[Dataset entries]
-----

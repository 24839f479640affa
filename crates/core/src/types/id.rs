//! Newtype IDs for type-safe entity references.
//!
//! Use the `define_id!` macro to create type-safe ID wrappers that prevent
//! accidentally mixing IDs from different entity types. Entity keys in this
//! service are client-chosen strings (`"f001"`, `"t042"`), so the wrappers
//! hold a `String` rather than a numeric sequence value.

/// Macro to define a type-safe string ID wrapper.
///
/// Creates a newtype wrapper around `String` with:
/// - `Serialize`/`Deserialize` with `#[serde(transparent)]`
/// - `Debug`, `Clone`, `PartialEq`, `Eq`, `PartialOrd`, `Ord`, `Hash`
/// - Accessors: `new()`, `as_str()`, `starts_with_char()`
/// - `From<String>`, `From<&str>` and `Into<String>` implementations
/// - `sqlx` `Type`, `Encode`, and `Decode` implementations as `TEXT` (with `postgres` feature)
///
/// # Example
///
/// ```rust
/// # use taskboard_core::define_id;
/// define_id!(ProjectId);
/// define_id!(LabelId);
///
/// let project = ProjectId::new("p001");
/// let label = LabelId::new("p001");
///
/// // These are different types, so this won't compile:
/// // let _: ProjectId = label;
/// assert_eq!(project.as_str(), label.as_str());
/// ```
#[macro_export]
macro_rules! define_id {
    ($name:ident) => {
        #[derive(
            Debug,
            Clone,
            PartialEq,
            Eq,
            PartialOrd,
            Ord,
            Hash,
            ::serde::Serialize,
            ::serde::Deserialize
        )]
        #[serde(transparent)]
        pub struct $name(String);

        impl $name {
            /// Create a new ID from any string-like value.
            #[must_use]
            pub fn new(id: impl Into<String>) -> Self {
                Self(id.into())
            }

            /// Get the underlying string slice.
            #[must_use]
            pub fn as_str(&self) -> &str {
                &self.0
            }

            /// Whether the first character of the ID equals `c`.
            #[must_use]
            pub fn starts_with_char(&self, c: char) -> bool {
                self.0.chars().next() == Some(c)
            }
        }

        impl ::core::fmt::Display for $name {
            fn fmt(&self, f: &mut ::core::fmt::Formatter<'_>) -> ::core::fmt::Result {
                f.write_str(&self.0)
            }
        }

        impl From<String> for $name {
            fn from(id: String) -> Self {
                Self(id)
            }
        }

        impl From<&str> for $name {
            fn from(id: &str) -> Self {
                Self(id.to_owned())
            }
        }

        impl From<$name> for String {
            fn from(id: $name) -> Self {
                id.0
            }
        }

        impl AsRef<str> for $name {
            fn as_ref(&self) -> &str {
                &self.0
            }
        }

        #[cfg(feature = "postgres")]
        impl ::sqlx::Type<::sqlx::Postgres> for $name {
            fn type_info() -> ::sqlx::postgres::PgTypeInfo {
                <String as ::sqlx::Type<::sqlx::Postgres>>::type_info()
            }

            fn compatible(ty: &::sqlx::postgres::PgTypeInfo) -> bool {
                <String as ::sqlx::Type<::sqlx::Postgres>>::compatible(ty)
            }
        }

        #[cfg(feature = "postgres")]
        impl<'r> ::sqlx::Decode<'r, ::sqlx::Postgres> for $name {
            fn decode(
                value: ::sqlx::postgres::PgValueRef<'r>,
            ) -> ::core::result::Result<Self, ::sqlx::error::BoxDynError> {
                let id = <String as ::sqlx::Decode<::sqlx::Postgres>>::decode(value)?;
                Ok(Self(id))
            }
        }

        #[cfg(feature = "postgres")]
        impl ::sqlx::Encode<'_, ::sqlx::Postgres> for $name {
            fn encode_by_ref(
                &self,
                buf: &mut ::sqlx::postgres::PgArgumentBuffer,
            ) -> ::std::result::Result<::sqlx::encode::IsNull, ::sqlx::error::BoxDynError> {
                <String as ::sqlx::Encode<::sqlx::Postgres>>::encode_by_ref(&self.0, buf)
            }
        }
    };
}

define_id!(UserId);
define_id!(TaskId);
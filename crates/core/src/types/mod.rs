//! Core types for the task board.
//!
//! This module provides type-safe wrappers and records for the two entities.

pub mod id;
pub mod status;
pub mod task;
pub mod user;

pub use id::*;
pub use status::TaskStatus;
pub use task::{NewTask, Task};
pub use user::{NewUser, User};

-----

**Problem requirements:** Report how many lines above hold "filename", number only.

**Completed exercise:** 2